With the recent screenings depicting corruption and sexual abuse by priests in Poland, issues that were previously taboo are now being aired in public. What effect, if any, will these events have on the powerful position of the Roman Catholic Church in Poland?

In Canada, the “quiet revolution” took place over the course of the 1960s, a gradual process of secularization among Catholics in Quebec. A very powerful Catholic Church, which had a strong presence throughout all branches of society, little by little, lost its authority. Genevieve Zubrzycki has drawn comparisons between the French Canadian and Polish situations. 1 Local realities and political circumstances make each individual case different, but it might be possible to detect some commonalities between countries.

In Ireland, a similar process is still ongoing, but the authority of the Church has certainly taken much punishment over the past three decades. It is worth examining this situation to see if there might be some points of comparison with post-socialist Poland.

A dark, hidden history

The process in Ireland could be likened to an archaeological dig, with each layer revealing darker and darker experiences, long hidden from public view. Unearthing secrets and even — literally — actual corpses, became part of this downward journey.

Previously, there had been what seemed like isolated incidents, which showed that the conservative Catholic ethos of the country had a dark side. One such incident was the tragic story of Anne Lovett, a 15-year-old girl who died, having given birth to a stillborn son. But unlike later revelations, nothing eventuated; there was no individual to target and blame, no father was identified, and the victims were gone and silent. Silence surrounded the entire incident.

The first real scandals broke in the early 1990s. These were cases of high-profile clerics — in one instance a Bishop, Eamon Casey — being exposed as having broken his vows of celibacy and fathering children. Given the Church’s severe policing of sexual morality — uncompromising opposition to divorce, contraception or abortion — the hypocrisy was too much for many people to endure. A secondary set of revelations was much darker, involving exposure of the Magdalene Laundries. These laundries were typically run by orders of Catholic nuns, in which young women were confined, often for decades. The laundries had been in existence since the late 18th century, places where “fallen” women — the euphemism for women in prostitution — could be put to work in a spirit of Victorian morality, even in the late 20th century. Of course, not all women confined in these institutes had been involved in prostitution; some were sent for having become pregnant outside marriage (their children would be taken from them and given up for adoption), some merely for being exposed themselves to sexual abuses. One woman, Mary-Jo McDonagh, was sent by her family to be confined in a laundry for having been sexually abused by a neighbor. Because of this, a priest assured her, she, the victim, “had brought shame on her family”. 2

The ‘sinful’ women — they were referred to as ‘penitents’ — could somehow repent by washing the actual dirty linen of society. The overlap of the real and the symbolic is clear:

“One of Western femininity’s most enduring traits has been women’s responsibility for coordinating and managing dirt and disintegration, the association of women with polluting aspects of birth and death… In the nineteenth and early twentieth centuries, women who had servants were perceived as purer, more feminine, more ladylike. The servant (and the servant class as a whole) absorbed dirt and lowliness into their own bodies.”3

The third layer of scandal did commensurably more damage to Church prestige. This was the increasing revelation of child abuse in Church-run institutions. Reports since commissioned revealed decades of abuse: beatings, hunger, humiliation and exploitation. Most damning, however, was the systematic and repeated sexual abuse of pupils. Furthermore, this was found to have been carried out by parish priests around the country; sometimes the behavior became known to Church superiors, whose (non)response was to move the offending priests to another parish, or sometimes another country, where, unsurprisingly, they typically re-offended.

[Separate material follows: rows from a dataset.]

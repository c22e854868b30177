// Copyright (c) 2026 Emberlink
// Licensed under the Apache License, Version 2.0 (the "License");
// you may not use this file except in compliance with the License.
// You may obtain a copy of the License at
//     http://www.apache.org/licenses/LICENSE-2.0
// Unless required by applicable law or agreed to in writing, software
// distributed under the License is distributed on an "AS IS" BASIS,
// WITHOUT WARRANTIES OR CONDITIONS OF ANY KIND, either express or implied.
// See the License for the specific language governing permissions and
// limitations under the License.

#![forbid(unsafe_code)]
#![warn(missing_docs)]

//! Store-and-forward queue: buffers outbound datagrams while the node is
//! partitioned and retries them on a fixed interval until they expire or
//! exhaust their attempt budget.

use crate::core::types::MessageId;
use serde::{Deserialize, Serialize};
use std::collections::VecDeque;
use std::sync::Mutex;

/// One buffered datagram. Carries the full encoded bytes so the routing
/// decisions made at origination are preserved exactly.
#[derive(Clone, Debug, Serialize, Deserialize)]
pub struct QueueEntry {
    /// Originator-assigned id (for `message_sent` notifications).
    pub message_id: MessageId,
    /// Complete wire image.
    pub bytes: Vec<u8>,
    /// Datagram origination time, ms since epoch; the expiry base.
    pub origin_ts_ms: u64,
    /// True when this node originated the datagram (relays carry no local
    /// observer contract).
    pub locally_originated: bool,
    /// Transmission attempts so far.
    pub attempts: u32,
    /// Earliest next transmission, ms since epoch.
    pub next_attempt_ms: u64,
}

/// FIFO retry queue with deadline scheduling. Internally synchronized;
/// only the maintenance ticker drains it.
pub struct ForwardQueue {
    entries: Mutex<VecDeque<QueueEntry>>,
    retry_interval_ms: u64,
    max_attempts: u32,
    expiry_ms: u64,
}

impl ForwardQueue {
    /// Create a queue with the given retry policy.
    pub fn new(retry_interval_ms: u64, max_attempts: u32, expiry_ms: u64) -> Self {
        Self {
            entries: Mutex::new(VecDeque::new()),
            retry_interval_ms,
            max_attempts,
            expiry_ms,
        }
    }

    /// Buffer a datagram whose send found no peers. The first attempt is
    /// scheduled one retry interval out. Datagrams already older than the
    /// expiry are rejected; returns the accepted entry (for persistence)
    /// or `None`.
    pub fn enqueue(
        &self,
        message_id: MessageId,
        bytes: Vec<u8>,
        origin_ts_ms: u64,
        locally_originated: bool,
        now_ms: u64,
    ) -> Option<QueueEntry> {
        if now_ms.saturating_sub(origin_ts_ms) > self.expiry_ms {
            return None;
        }
        let entry = QueueEntry {
            message_id,
            bytes,
            origin_ts_ms,
            locally_originated,
            attempts: 0,
            next_attempt_ms: now_ms + self.retry_interval_ms,
        };
        self.entries
            .lock()
            .unwrap_or_else(|e| e.into_inner())
            .push_back(entry.clone());
        Some(entry)
    }

    /// Re-insert an entry recovered from the durable store, scheduling
    /// and attempt counter intact.
    pub fn restore(&self, entry: QueueEntry) {
        self.entries
            .lock()
            .unwrap_or_else(|e| e.into_inner())
            .push_back(entry);
    }

    /// Remove and return the entries due for transmission, preserving
    /// FIFO order. Produces nothing while no peers are reachable.
    pub fn drain(&self, now_ms: u64, has_peers: bool) -> Vec<QueueEntry> {
        if !has_peers {
            return Vec::new();
        }
        let mut q = self.entries.lock().unwrap_or_else(|e| e.into_inner());
        let mut due = Vec::new();
        let mut rest = VecDeque::with_capacity(q.len());
        for entry in q.drain(..) {
            if entry.next_attempt_ms <= now_ms {
                due.push(entry);
            } else {
                rest.push_back(entry);
            }
        }
        *q = rest;
        due
    }

    /// Put back a drained entry whose transmission failed, with the
    /// attempt counted and the deadline bumped by one interval. Returns
    /// the updated entry for persistence.
    pub fn requeue(&self, mut entry: QueueEntry, now_ms: u64) -> QueueEntry {
        entry.attempts += 1;
        entry.next_attempt_ms = now_ms + self.retry_interval_ms;
        self.entries
            .lock()
            .unwrap_or_else(|e| e.into_inner())
            .push_back(entry.clone());
        entry
    }

    /// Discard expired and over-retried entries; returns them so the
    /// controller can notify `message_sent(id, false)` exactly once.
    pub fn sweep(&self, now_ms: u64) -> Vec<QueueEntry> {
        let mut q = self.entries.lock().unwrap_or_else(|e| e.into_inner());
        let mut discarded = Vec::new();
        let mut rest = VecDeque::with_capacity(q.len());
        for entry in q.drain(..) {
            let expired = now_ms.saturating_sub(entry.origin_ts_ms) > self.expiry_ms;
            if expired || entry.attempts >= self.max_attempts {
                discarded.push(entry);
            } else {
                rest.push_back(entry);
            }
        }
        *q = rest;
        discarded
    }

    /// Buffered entry count.
    pub fn len(&self) -> usize {
        self.entries.lock().unwrap_or_else(|e| e.into_inner()).len()
    }

    /// True when nothing is buffered.
    pub fn is_empty(&self) -> bool {
        self.len() == 0
    }

    /// Drop all entries (node shutdown).
    pub fn clear(&self) {
        self.entries
            .lock()
            .unwrap_or_else(|e| e.into_inner())
            .clear();
    }
}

Not only were children not being protected from individual predators, the Church was actually exposing more and more children to risk. The sense of betrayal was overwhelming: The most vulnerable children, some even orphans, were being abused by adults in a position of trust, with a duty of care.

A still-ongoing controversy in Ireland revolves around the discovery of children’s remains in the grounds of a Mother and Child home in Tuam, Galway. Investigations found that there were perhaps hundreds of infants in the grounds, who had never been given a proper burial — some were even placed in an old septic tank. Before his death in 2017, the disgraced Bishop Casey was facing allegations of child sexual offences. 4 After his death, his own niece alleged she had suffered years of sexual abuse by him, which began when she was five years old. The revelations of abuse by members of the Church continue, deeper and darker.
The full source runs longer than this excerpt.